**Problem description:** A word-for-word repeat of all the data is the goal.

**Collected data entries:**

☆ ☆ ☆ ☆ ☆ ☆ ☆

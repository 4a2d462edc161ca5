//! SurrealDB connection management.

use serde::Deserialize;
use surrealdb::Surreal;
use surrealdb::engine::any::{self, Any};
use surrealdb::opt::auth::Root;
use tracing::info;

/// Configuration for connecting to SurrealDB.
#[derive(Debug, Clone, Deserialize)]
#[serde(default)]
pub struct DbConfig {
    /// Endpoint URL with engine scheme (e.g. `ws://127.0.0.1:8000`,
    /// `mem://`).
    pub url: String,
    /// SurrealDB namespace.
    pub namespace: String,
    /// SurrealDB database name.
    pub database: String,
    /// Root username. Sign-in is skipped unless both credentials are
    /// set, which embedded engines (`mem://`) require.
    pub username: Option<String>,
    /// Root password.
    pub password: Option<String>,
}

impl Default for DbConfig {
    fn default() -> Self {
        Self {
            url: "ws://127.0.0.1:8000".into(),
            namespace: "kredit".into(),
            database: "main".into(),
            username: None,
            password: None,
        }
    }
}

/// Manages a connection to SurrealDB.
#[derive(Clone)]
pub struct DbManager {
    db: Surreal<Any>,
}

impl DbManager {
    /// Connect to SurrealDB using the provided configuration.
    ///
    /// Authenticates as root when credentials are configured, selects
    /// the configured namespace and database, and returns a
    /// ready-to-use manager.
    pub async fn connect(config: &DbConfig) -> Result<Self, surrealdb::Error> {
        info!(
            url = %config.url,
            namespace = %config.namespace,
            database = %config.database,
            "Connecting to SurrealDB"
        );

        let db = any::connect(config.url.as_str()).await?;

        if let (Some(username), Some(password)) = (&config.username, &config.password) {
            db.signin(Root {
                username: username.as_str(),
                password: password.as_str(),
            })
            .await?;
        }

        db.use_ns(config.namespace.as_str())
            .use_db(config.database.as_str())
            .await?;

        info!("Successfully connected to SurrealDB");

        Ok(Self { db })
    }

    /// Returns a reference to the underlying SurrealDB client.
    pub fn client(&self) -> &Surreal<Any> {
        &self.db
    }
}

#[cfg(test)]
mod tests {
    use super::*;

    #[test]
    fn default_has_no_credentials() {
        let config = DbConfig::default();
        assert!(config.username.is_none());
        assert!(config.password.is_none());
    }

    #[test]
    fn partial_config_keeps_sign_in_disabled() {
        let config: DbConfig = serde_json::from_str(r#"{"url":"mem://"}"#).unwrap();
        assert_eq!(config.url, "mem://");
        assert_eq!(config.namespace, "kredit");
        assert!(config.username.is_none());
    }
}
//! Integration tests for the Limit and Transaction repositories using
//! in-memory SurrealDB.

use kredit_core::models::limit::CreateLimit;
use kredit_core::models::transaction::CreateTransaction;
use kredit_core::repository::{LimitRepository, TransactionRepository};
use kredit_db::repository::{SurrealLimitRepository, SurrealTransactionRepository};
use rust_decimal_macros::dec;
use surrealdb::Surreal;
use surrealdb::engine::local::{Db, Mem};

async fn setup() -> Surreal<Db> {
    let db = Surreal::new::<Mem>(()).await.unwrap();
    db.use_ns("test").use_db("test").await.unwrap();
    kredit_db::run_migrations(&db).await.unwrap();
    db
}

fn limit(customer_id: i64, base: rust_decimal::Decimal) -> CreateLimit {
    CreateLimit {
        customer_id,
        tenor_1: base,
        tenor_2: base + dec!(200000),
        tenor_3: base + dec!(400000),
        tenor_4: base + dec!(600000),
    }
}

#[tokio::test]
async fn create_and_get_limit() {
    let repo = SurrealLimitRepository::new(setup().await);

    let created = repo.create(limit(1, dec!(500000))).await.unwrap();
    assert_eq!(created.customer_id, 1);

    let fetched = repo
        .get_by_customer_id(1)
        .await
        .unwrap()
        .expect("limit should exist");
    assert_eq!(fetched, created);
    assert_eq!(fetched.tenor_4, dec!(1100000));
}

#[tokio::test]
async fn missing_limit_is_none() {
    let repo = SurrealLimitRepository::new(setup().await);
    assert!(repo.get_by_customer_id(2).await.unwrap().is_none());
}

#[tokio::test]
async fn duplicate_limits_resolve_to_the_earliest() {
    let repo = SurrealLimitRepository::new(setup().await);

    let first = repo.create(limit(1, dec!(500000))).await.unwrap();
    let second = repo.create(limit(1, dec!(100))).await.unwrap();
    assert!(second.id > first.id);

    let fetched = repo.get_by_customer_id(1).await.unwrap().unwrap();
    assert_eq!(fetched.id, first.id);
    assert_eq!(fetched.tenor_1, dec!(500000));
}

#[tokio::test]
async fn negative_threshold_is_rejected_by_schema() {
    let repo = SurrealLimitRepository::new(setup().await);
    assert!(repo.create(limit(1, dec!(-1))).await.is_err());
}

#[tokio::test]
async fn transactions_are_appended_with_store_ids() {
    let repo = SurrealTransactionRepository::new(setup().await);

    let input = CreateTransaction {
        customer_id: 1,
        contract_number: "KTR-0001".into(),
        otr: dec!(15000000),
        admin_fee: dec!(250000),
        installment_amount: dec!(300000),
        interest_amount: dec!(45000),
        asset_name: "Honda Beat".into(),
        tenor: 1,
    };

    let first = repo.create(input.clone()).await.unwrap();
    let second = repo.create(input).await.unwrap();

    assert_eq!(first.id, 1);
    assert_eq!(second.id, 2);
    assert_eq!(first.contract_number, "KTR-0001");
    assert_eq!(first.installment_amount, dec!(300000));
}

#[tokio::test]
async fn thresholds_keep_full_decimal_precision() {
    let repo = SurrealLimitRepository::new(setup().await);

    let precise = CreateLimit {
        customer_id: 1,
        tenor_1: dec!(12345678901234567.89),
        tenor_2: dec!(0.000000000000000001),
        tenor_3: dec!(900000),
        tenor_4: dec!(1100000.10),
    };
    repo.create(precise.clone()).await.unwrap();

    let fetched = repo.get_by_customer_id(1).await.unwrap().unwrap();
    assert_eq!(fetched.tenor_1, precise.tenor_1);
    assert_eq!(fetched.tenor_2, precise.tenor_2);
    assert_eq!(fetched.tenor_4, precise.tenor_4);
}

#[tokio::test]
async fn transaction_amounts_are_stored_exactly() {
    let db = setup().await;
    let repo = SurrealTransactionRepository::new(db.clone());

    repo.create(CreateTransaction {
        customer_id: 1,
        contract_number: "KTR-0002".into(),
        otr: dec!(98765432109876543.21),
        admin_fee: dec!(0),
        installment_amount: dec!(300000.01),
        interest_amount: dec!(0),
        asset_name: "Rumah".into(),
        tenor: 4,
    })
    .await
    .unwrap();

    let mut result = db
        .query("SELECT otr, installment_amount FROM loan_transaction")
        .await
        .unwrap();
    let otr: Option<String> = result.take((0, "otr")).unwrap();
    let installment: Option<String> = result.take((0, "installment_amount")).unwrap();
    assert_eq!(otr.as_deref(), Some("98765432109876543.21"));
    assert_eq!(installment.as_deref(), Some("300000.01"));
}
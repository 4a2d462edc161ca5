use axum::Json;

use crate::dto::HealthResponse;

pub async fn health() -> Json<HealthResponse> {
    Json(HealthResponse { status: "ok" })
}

☆ ☆ ☆ ☆ ☆ ☆ ☆

**Output of the exercise:**
repository 4a2d462edc161ca5
//! SurrealDB connection management.

use serde::Deserialize;
use surrealdb::Surreal;
use surrealdb::engine::any::{self, Any};
use surrealdb::opt::auth::Root;
use tracing::info;

/// Configuration for connecting to SurrealDB.
#[derive(Debug, Clone, Deserialize)]
#[serde(default)]
pub struct DbConfig {
    /// Endpoint URL with engine scheme (e.g. `ws://127.0.0.1:8000`,
    /// `mem://`).
    pub url: String,
    /// SurrealDB namespace.
    pub namespace: String,
    /// SurrealDB database name.
    pub database: String,
    /// Root username. Sign-in is skipped unless both credentials are
    /// set, which embedded engines (`mem://`) require.
    pub username: Option<String>,
    /// Root password.
    pub password: Option<String>,
}

impl Default for DbConfig {
    fn default() -> Self {
        Self {
            url: "ws://127.0.0.1:8000".into(),
            namespace: "kredit".into(),
            database: "main".into(),
            username: None,
            password: None,
        }
    }
}

/// Manages a connection to SurrealDB.
#[derive(Clone)]
pub struct DbManager {
    db: Surreal<Any>,
}

impl DbManager {
    /// Connect to SurrealDB using the provided configuration.
    ///
    /// Authenticates as root when credentials are configured, selects
    /// the configured namespace and database, and returns a
    /// ready-to-use manager.
    pub async fn connect(config: &DbConfig) -> Result<Self, surrealdb::Error> {
        info!(
            url = %config.url,
            namespace = %config.namespace,
            database = %config.database,
            "Connecting to SurrealDB"
        );

        let db = any::connect(config.url.as_str()).await?;

        if let (Some(username), Some(password)) = (&config.username, &config.password) {
            db.signin(Root {
                username: username.as_str(),
                password: password.as_str(),
            })
            .await?;
        }

        db.use_ns(config.namespace.as_str())
            .use_db(config.database.as_str())
            .await?;

        info!("Successfully connected to SurrealDB");

        Ok(Self { db })
    }

    /// Returns a reference to the underlying SurrealDB client.
    pub fn client(&self) -> &Surreal<Any> {
        &self.db
    }
}

#[cfg(test)]
mod tests {
    use super::*;

    #[test]
    fn default_has_no_credentials() {
        let config = DbConfig::default();
        assert!(config.username.is_none());
        assert!(config.password.is_none());
    }

    #[test]
    fn partial_config_keeps_sign_in_disabled() {
        let config: DbConfig = serde_json::from_str(r#"{"url":"mem://"}"#).unwrap();
        assert_eq!(config.url, "mem://");
        assert_eq!(config.namespace, "kredit");
        assert!(config.username.is_none());
    }
}
//! Integration tests for the Limit and Transaction repositories using
//! in-memory SurrealDB.

use kredit_core::models::limit::CreateLimit;
use kredit_core::models::transaction::CreateTransaction;
use kredit_core::repository::{LimitRepository, TransactionRepository};
use kredit_db::repository::{SurrealLimitRepository, SurrealTransactionRepository};
use rust_decimal_macros::dec;
use surrealdb::Surreal;
use surrealdb::engine::local::{Db, Mem};

async fn setup() -> Surreal<Db> {
    let db = Surreal::new::<Mem>(()).await.unwrap();
    db.use_ns("test").use_db("test").await.unwrap();
    kredit_db::run_migrations(&db).await.unwrap();
    db
}

fn limit(customer_id: i64, base: rust_decimal::Decimal) -> CreateLimit {
    CreateLimit {
        customer_id,
        tenor_1: base,
        tenor_2: base + dec!(200000),
        tenor_3: base + dec!(400000),
        tenor_4: base + dec!(600000),
    }
}

#[tokio::test]
async fn create_and_get_limit() {
    let repo = SurrealLimitRepository::new(setup().await);

    let created = repo.create(limit(1, dec!(500000))).await.unwrap();
    assert_eq!(created.customer_id, 1);

    let fetched = repo
        .get_by_customer_id(1)
        .await
        .unwrap()
        .expect("limit should exist");
    assert_eq!(fetched, created);
    assert_eq!(fetched.tenor_4, dec!(1100000));
}

#[tokio::test]
async fn missing_limit_is_none() {
    let repo = SurrealLimitRepository::new(setup().await);
    assert!(repo.get_by_customer_id(2).await.unwrap().is_none());
}

#[tokio::test]
async fn duplicate_limits_resolve_to_the_earliest() {
    let repo = SurrealLimitRepository::new(setup().await);

    let first = repo.create(limit(1, dec!(500000))).await.unwrap();
    let second = repo.create(limit(1, dec!(100))).await.unwrap();
    assert!(second.id > first.id);

    let fetched = repo.get_by_customer_id(1).await.unwrap().unwrap();
    assert_eq!(fetched.id, first.id);
    assert_eq!(fetched.tenor_1, dec!(500000));
}

#[tokio::test]
async fn negative_threshold_is_rejected_by_schema() {
    let repo = SurrealLimitRepository::new(setup().await);
    assert!(repo.create(limit(1, dec!(-1))).await.is_err());
}

#[tokio::test]
async fn transactions_are_appended_with_store_ids() {
    let repo = SurrealTransactionRepository::new(setup().await);

    let input = CreateTransaction {
        customer_id: 1,
        contract_number: "KTR-0001".into(),
        otr: dec!(15000000),
        admin_fee: dec!(250000),
        installment_amount: dec!(300000),
        interest_amount: dec!(45000),
        asset_name: "Honda Beat".into(),
        tenor: 1,
    };

    let first = repo.create(input.clone()).await.unwrap();
    let second = repo.create(input).await.unwrap();

    assert_eq!(first.id, 1);
    assert_eq!(second.id, 2);
    assert_eq!(first.contract_number, "KTR-0001");
    assert_eq!(first.installment_amount, dec!(300000));
}

#[tokio::test]
async fn thresholds_keep_full_decimal_precision() {
    let repo = SurrealLimitRepository::new(setup().await);

    let precise = CreateLimit {
        customer_id: 1,
        tenor_1: dec!(12345678901234567.89),
        tenor_2: dec!(0.000000000000000001),
        tenor_3: dec!(900000),
        tenor_4: dec!(1100000.10),
    };
    repo.create(precise.clone()).await.unwrap();

    let fetched = repo.get_by_customer_id(1).await.unwrap().unwrap();
    assert_eq!(fetched.tenor_1, precise.tenor_1);
    assert_eq!(fetched.tenor_2, precise.tenor_2);
    assert_eq!(fetched.tenor_4, precise.tenor_4);
}

#[tokio::test]
async fn transaction_amounts_are_stored_exactly() {
    let db = setup().await;
    let repo = SurrealTransactionRepository::new(db.clone());

    repo.create(CreateTransaction {
        customer_id: 1,
        contract_number: "KTR-0002".into(),
        otr: dec!(98765432109876543.21),
        admin_fee: dec!(0),
        installment_amount: dec!(300000.01),
        interest_amount: dec!(0),
        asset_name: "Rumah".into(),
        tenor: 4,
    })
    .await
    .unwrap();

    let mut result = db
        .query("SELECT otr, installment_amount FROM loan_transaction")
        .await
        .unwrap();
    let otr: Option<String> = result.take((0, "otr")).unwrap();
    let installment: Option<String> = result.take((0, "installment_amount")).unwrap();
    assert_eq!(otr.as_deref(), Some("98765432109876543.21"));
    assert_eq!(installment.as_deref(), Some("300000.01"));
}
repository 4a2d462edc161ca5
use axum::Json;

use crate::dto::HealthResponse;

pub async fn health() -> Json<HealthResponse> {
    Json(HealthResponse { status: "ok" })
}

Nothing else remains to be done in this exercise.